Parere funzione consultiva n. 13 del 6 maggio 2026
L’ANAC, con il parere funzione consultiva n. 13 del 6 maggio 2026, in risposta ad un quesito di un comune, ha delineato i criteri per individuare la disciplina temporale applicabile alle procedure di finanza di progetto ad iniziativa privata ex art. 193 del d.lgs. 36/2023, con specifico riferimento al regime transitorio recato dal d. correttivo (d.lgs. 209/2024).

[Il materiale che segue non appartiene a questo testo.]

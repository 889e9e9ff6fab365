use thiserror::Error;

#[derive(Debug, Error)]
pub enum AuthError {
    #[error("authentication failed: {0}")]
    AuthFailed(String),

    #[error("sign-up failed: {0}")]
    SignUpFailed(String),

    #[error("token expired")]
    TokenExpired,

    #[error("invalid token: {0}")]
    InvalidToken(String),

    #[error("user not found: {0}")]
    UserNotFound(String),

    #[error("Cognito error: {0}")]
    Cognito(String),

    #[error("JWT error: {0}")]
    Jwt(#[from] jsonwebtoken::errors::Error),

    #[error("AWS config error: {0}")]
    Config(String),
}
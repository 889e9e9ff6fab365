//! Consecutive-day streak computation.

use jiff::civil;

/// Current consecutive-day streak ending today or yesterday.
///
/// Dates may repeat and arrive in any order; only distinct calendar days
/// count. If the most recent activity is older than yesterday the streak is
/// broken and reads 0. Otherwise days are counted backward until the first
/// gap.
pub fn current_streak(today: civil::Date, dates: impl IntoIterator<Item = civil::Date>) -> u32 {
    let mut distinct: Vec<civil::Date> = dates.into_iter().collect();
    distinct.sort_unstable();
    distinct.dedup();

    let Some(&most_recent) = distinct.last() else {
        return 0;
    };
    let yesterday = match today.yesterday() {
        Ok(d) => d,
        Err(_) => return 0,
    };
    if most_recent != today && most_recent != yesterday {
        return 0;
    }

    let mut streak = 1;
    let mut current = most_recent;
    for &date in distinct.iter().rev().skip(1) {
        let Ok(previous) = current.yesterday() else {
            break;
        };
        if date != previous {
            break;
        }
        streak += 1;
        current = date;
    }
    streak
}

Secondo l’Autorità, il procedimento di finanza di progetto può ritenersi “in corso” ai sensi dell’art. 225-bis, c. 4, del d.lgs. 36/2023 (rimanendo così ancorato alla disciplina previgente) solo qualora la proposta del privato sia stata validamente presentata prima del 31 dicembre 2024 e risulti originariamente completa di tutti gli elementi qualificanti prescritti dal c. 3 del medesimo art. 193. Tra questi, assume rilievo indefettibile il PEF asseverato, requisito che ne integra, indefettibilmente, la correlata validità fin dal principio, e la cui carenza integra un vizio non sanabile per il tramite del soccorso istruttorio.
In tal senso, eventuali rettifiche o aggiornamenti alla proposta originaria, presentati successivamente e in via autonoma dal privato, non incidono sulla disciplina applicabile ai sensi del cit.art. 225-bis qualora si tratti di modifiche di dettaglio volte a mantenere fermi i tratti essenziali della stessa. Tali modifiche, peraltro, devono collocarsi temporalmente in fase antecedente rispetto alla procedura di valutazione del pubblico interesse e alla conseguente pubblicazione ex art. 193, commi 4 e ss, del Codice.

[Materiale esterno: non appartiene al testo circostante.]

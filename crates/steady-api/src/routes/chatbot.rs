use axum::extract::State;
use axum::{Extension, Json};
use jiff::Timestamp;
use serde::{Deserialize, Serialize};
use uuid::Uuid;

use steady_bedrock::{context, generate, prompts};
use steady_core::models::chat::ChatExchange;
use steady_core::models::points::reason;
use steady_core::storage_keys;
use steady_storage::rows;

use crate::error::ApiError;
use crate::middleware::auth::AuthUser;
use crate::routes::points::award_daily;
use crate::state::AppState;

async fn load_history(state: &AppState, user_id: &str) -> Result<Vec<ChatExchange>, ApiError> {
    let prefix = storage_keys::chat_exchanges_prefix(user_id);
    let mut exchanges: Vec<ChatExchange> =
        rows::list_rows(&state.s3, &state.bucket, &prefix).await?;
    exchanges.sort_by(|a, b| a.timestamp.cmp(&b.timestamp));
    Ok(exchanges)
}

#[derive(Deserialize)]
pub struct SendMessage {
    pub message: String,
}

#[derive(Serialize)]
pub struct BotReply {
    #[serde(flatten)]
    pub exchange: ChatExchange,
    pub points_awarded: bool,
}

pub async fn send_message(
    State(state): State<AppState>,
    Extension(user): Extension<AuthUser>,
    Json(input): Json<SendMessage>,
) -> Result<Json<BotReply>, ApiError> {
    let message = input.message.trim();
    if message.is_empty() {
        return Err(ApiError::BadRequest("message is required".to_string()));
    }

    // Recent exchanges give the model conversational memory.
    let history = load_history(&state, &user.sub).await?;
    let context = context::conversation_context(&history);

    let prompt = prompts::chatbot_reply(message, &context);
    let bot_reply = match generate::generate_text(
        &state.aws_config,
        &state.model_id,
        &prompt,
        generate::GenerationParams::STANDARD,
    )
    .await
    {
        Ok(reply) => reply,
        Err(e) => {
            tracing::warn!("chatbot generation failed: {e}");
            prompts::REPLY_FALLBACK.to_string()
        }
    };

    let now = Timestamp::now();
    let exchange = ChatExchange {
        id: Uuid::new_v4(),
        user_id: user.sub.clone(),
        user_message: message.to_string(),
        bot_reply,
        timestamp: now,
    };

    let key = storage_keys::chat_exchange(&user.sub, exchange.id);
    rows::save_row(&state.s3, &state.bucket, &key, &exchange).await?;

    let points_awarded =
        award_daily(&state, &user.sub, reason::CHATBOT_CHAT, now, None, None).await?;

    Ok(Json(BotReply {
        exchange,
        points_awarded,
    }))
}

pub async fn history(
    State(state): State<AppState>,
    Extension(user): Extension<AuthUser>,
) -> Result<Json<Vec<ChatExchange>>, ApiError> {
    Ok(Json(load_history(&state, &user.sub).await?))
}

Diversamente, laddove il proponente presenti in via autonoma una configurazione progettuale dotata di caratteristiche sostanzialmente differenti rispetto alla precedente (come riscontrato nel caso di specie, caratterizzato da un incremento economico del costo stimato pari a circa il 15%), l’istanza si qualifica in termini di “nuovo impulso” del privato. Tale fattispecie determina una novazione oggettiva della proposta, con la conseguente attrazione della procedura sotto il novellato regime dell’art. 193 del Codice attualmente in vigore.

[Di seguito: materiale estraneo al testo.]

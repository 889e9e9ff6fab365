use steady_core::error::CoreError;
use steady_core::models::goal::{validate_new, MAX_OBJECTIVE};

#[test]
fn accepts_reasonable_goal_fields() {
    assert!(validate_new("30 dias sem cigarro", "cigarro", 30).is_ok());
    assert!(validate_new("limite", "álcool", MAX_OBJECTIVE).is_ok());
}

#[test]
fn rejects_blank_title_and_addiction() {
    assert!(matches!(
        validate_new("   ", "cigarro", 30),
        Err(CoreError::MissingField(f)) if f == "title"
    ));
    assert!(matches!(
        validate_new("meta", "", 30),
        Err(CoreError::MissingField(f)) if f == "addiction"
    ));
}

#[test]
fn rejects_out_of_range_objectives() {
    assert!(matches!(
        validate_new("meta", "cigarro", 0),
        Err(CoreError::InvalidObjective(0))
    ));
    assert!(matches!(
        validate_new("meta", "cigarro", -5),
        Err(CoreError::InvalidObjective(-5))
    ));
    assert!(matches!(
        validate_new("meta", "cigarro", MAX_OBJECTIVE + 1),
        Err(CoreError::InvalidObjective(_))
    ));
}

L’ANAC, infine, sebbene ciò non costituisca oggetto di richiesta parere, richiama l’attenzione sull’obbligo di conformarsi alla vincolante sentenza della CGUE del 5 febbraio 2026, causa C- 810/24 che ha statuito che il diritto dell’Ue osta al riconoscimento del diritto di prelazione in favore del promotore nell’ambito della finanza di progetto.
Ne consegue l’obbligo per l’amministrazione procedente di disapplicare la normativa interna che si ponga in senso difforme rispetto a quanto statuito dalla Corte Ue.